Aluminum is increasingly being used in closures, bumpers, sub-frames and—in the premium segment—the entire body-in-white construction. Other aluminum products such as wheels, engine blocks and suspension components are now commonplace within the sector. However, using aluminum for sheet product in body-in-white construction, within budgets, is highly desirable and will generate additional significant advantages for volume car manufacturers.

By using HFQ designed parts, manufacturers in the automotive sector can take advantage of the engineering flexibility to use a variety of grades of aluminum, namely: 6xxx and ultra-high-strength 7xxx series aluminum. In the future, alloys with high recycled content, offering lower cost and major carbon-saving benefits, will be compatible with the HFQ process. This is because the characteristics of the process can maintain formability even with high levels of impurities, which would otherwise render the alloy unsuitable.

Linked to its inherent recycling benefits, HFQ also enables the creation of a closed-loop cycle of aluminum, as up to 90 percent of this metal could be recycled at the end of the product life cycle.

The HFQ Process

The first stage is to heat a standard heat-treatable grade of aluminum sheet in a furnace until it reaches its solutionizing temperature, about 550°C, depending on the grade.

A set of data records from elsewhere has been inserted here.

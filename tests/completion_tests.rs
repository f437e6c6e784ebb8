//! Integration tests for context-aware completion
//!
//! Tests verify:
//! - Member access returns catalog members in catalog order, repeatably
//! - Type positions, call positions and the default list
//! - Local declarations are appended when enabled

use indoc::indoc;
use tower_lsp::lsp_types::{CompletionItem, CompletionItemKind, InsertTextFormat, Position};
use uts_language_server::catalog;
use uts_language_server::config::ServerConfig;
use uts_language_server::lsp::service::UtsLanguageService;

fn labels(items: &[CompletionItem]) -> Vec<String> {
    items.iter().map(|item| item.label.clone()).collect()
}

#[test]
fn test_math_members_in_catalog_order() {
    let service = UtsLanguageService::default();
    let code = "const r = Math.";
    let position = Position::new(0, 15);

    let first = service.complete(code, position, Some("."));
    let expected: Vec<String> = catalog::object_members("Math")
        .unwrap_or_default()
        .iter()
        .map(|m| m.to_string())
        .collect();
    assert_eq!(labels(&first), expected);

    let second = service.complete(code, position, Some("."));
    assert_eq!(first, second, "completion must be repeatable");
}

#[test]
fn test_string_wrapper_methods_carry_signatures() {
    let service = UtsLanguageService::default();
    let items = service.complete("UTSString.", Position::new(0, 10), Some("."));
    let split = items.iter().find(|item| item.label == "split").expect("split method");
    assert_eq!(split.kind, Some(CompletionItemKind::METHOD));
    assert_eq!(split.detail.as_deref(), Some("split(separator: string): string[]"));
}

#[test]
fn test_class_declared_in_document() {
    let service = UtsLanguageService::default();
    let code = indoc! {r#"
        class Cart {
          total(): number { return 0; }
          add(item: string, count: number): void {}
        }
        const cart = new Cart();
        cart.
    "#};
    let items = service.complete(code, Position::new(5, 5), Some("."));
    assert_eq!(labels(&items), vec!["total", "add"]);
}

#[test]
fn test_type_annotation_offers_types_only() {
    let service = UtsLanguageService::default();
    let items = service.complete("let data: ", Position::new(0, 10), Some(" "));
    assert_eq!(items.len(), catalog::TYPES.len());
    assert!(items.iter().all(|item| item.kind == Some(CompletionItemKind::TYPE_PARAMETER)));
    assert!(labels(&items).contains(&"UTSJSONObject".to_string()));
}

#[test]
fn test_call_position_shows_signature() {
    let service = UtsLanguageService::default();
    let items = service.complete("console.log(", Position::new(0, 12), Some("("));
    assert_eq!(items.len(), 1);
    assert_eq!(items[0].label, "console.log(...data: any[]): void");
    assert_eq!(items[0].insert_text.as_deref(), Some(""));
}

#[test]
fn test_default_list_order_and_snippets() {
    let service = UtsLanguageService::default();
    let items = service.complete("", Position::new(0, 0), None);

    let first_type = items.iter().position(|item| item.detail.as_deref() == Some("UTS type"));
    let first_control = items.iter().position(|item| item.detail.as_deref() == Some("UTS control keyword"));
    let first_builtin = items.iter().position(|item| item.detail.as_deref() == Some("UTS built-in function"));
    let first_snippet = items.iter().position(|item| item.kind == Some(CompletionItemKind::SNIPPET));
    assert_eq!(items[0].label, "let");
    assert!(first_type < first_control && first_control < first_builtin && first_builtin < first_snippet);

    let snippets: Vec<_> = items.iter().filter(|item| item.kind == Some(CompletionItemKind::SNIPPET)).collect();
    assert_eq!(snippets.len(), catalog::SNIPPETS.len());
    assert!(snippets.iter().all(|s| s.insert_text_format == Some(InsertTextFormat::SNIPPET)));
}

#[test]
fn test_local_symbols_respect_configuration() {
    let code = indoc! {r#"
        function render(title: string): string {
          let heading = title;

        }
    "#};
    let inside = Position::new(2, 2);

    let service = UtsLanguageService::default();
    let found = labels(&service.complete(code, inside, None));
    assert!(found.contains(&"heading".to_string()));
    assert!(found.contains(&"render".to_string()));

    let service = UtsLanguageService::new(ServerConfig { local_symbol_completions: false, ..ServerConfig::default() });
    let found = labels(&service.complete(code, inside, None));
    assert!(!found.contains(&"heading".to_string()));
}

From the furnace the blank is automatically transferred to a press and formed between a cold punch and die tool. The tools remain closed for five to 10 seconds to allow rapid cooling of the formed part, until the pressing is quenched. For all aluminum grades, quenching freezes the microstructure of the alloy in a supersaturated solid solution state. During the forming process, there is, in effect, virtually no cold-working of the aluminum alloy, thereby eliminating the need for complicated springback compensation in the part design.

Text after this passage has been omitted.